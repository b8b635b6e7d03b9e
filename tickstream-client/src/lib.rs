//! # Tickstream Client
//!
//! Real-time telemetry client for the trading bot dashboard.
//!
//! This crate provides:
//! - A reconnecting WebSocket client with a fixed-delay reconnect scheduler
//!   and a reactive heartbeat responder (`ws`)
//! - A typed subscriber layer that projects inbound envelopes onto
//!   externally-owned state slots (`feed`)
//!
//! # Example
//!
//! ```ignore
//! use tickstream_client::feed::FeedHandle;
//! use tickstream_core::config::FeedSettings;
//!
//! let feed = FeedHandle::new(&FeedSettings::default());
//! feed.connect().await?;
//!
//! if let Some(price) = feed.slots().price.get() {
//!     println!("{}: {}", price.symbol, price.price);
//! }
//! ```

#![warn(missing_docs)]
#![warn(clippy::all)]
#![warn(clippy::pedantic)]
#![allow(clippy::missing_errors_doc)]
#![allow(clippy::module_name_repetitions)]

/// WebSocket client infrastructure
pub mod ws;

/// Typed subscriber layer and state slots
pub mod feed;

/// Prelude module for convenient imports
pub mod prelude {
    pub use crate::feed::{FeedHandle, FeedSlots, Slot, TradingFeed};
    pub use crate::ws::{ConnectionState, Envelope, FeedCallback, WsClient, WsConfig};
    pub use tickstream_core::prelude::*;
}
- - - -
EXERCISE OBJECTIVE ::
Exact reproduction of all the material is needed.

EXERCISE SOLUTION ::
repository b8b635b6e7d03b9e
filename tickstream-client/src/lib.rs
//! # Tickstream Client
//!
//! Real-time telemetry client for the trading bot dashboard.
//!
//! This crate provides:
//! - A reconnecting WebSocket client with a fixed-delay reconnect scheduler
//!   and a reactive heartbeat responder (`ws`)
//! - A typed subscriber layer that projects inbound envelopes onto
//!   externally-owned state slots (`feed`)
//!
//! # Example
//!
//! ```ignore
//! use tickstream_client::feed::FeedHandle;
//! use tickstream_core::config::FeedSettings;
//!
//! let feed = FeedHandle::new(&FeedSettings::default());
//! feed.connect().await?;
//!
//! if let Some(price) = feed.slots().price.get() {
//!     println!("{}: {}", price.symbol, price.price);
//! }
//! ```

#![warn(missing_docs)]
#![warn(clippy::all)]
#![warn(clippy::pedantic)]
#![allow(clippy::missing_errors_doc)]
#![allow(clippy::module_name_repetitions)]

/// WebSocket client infrastructure
pub mod ws;

/// Typed subscriber layer and state slots
pub mod feed;

/// Prelude module for convenient imports
pub mod prelude {
    pub use crate::feed::{FeedHandle, FeedSlots, Slot, TradingFeed};
    pub use crate::ws::{ConnectionState, Envelope, FeedCallback, WsClient, WsConfig};
    pub use tickstream_core::prelude::*;
}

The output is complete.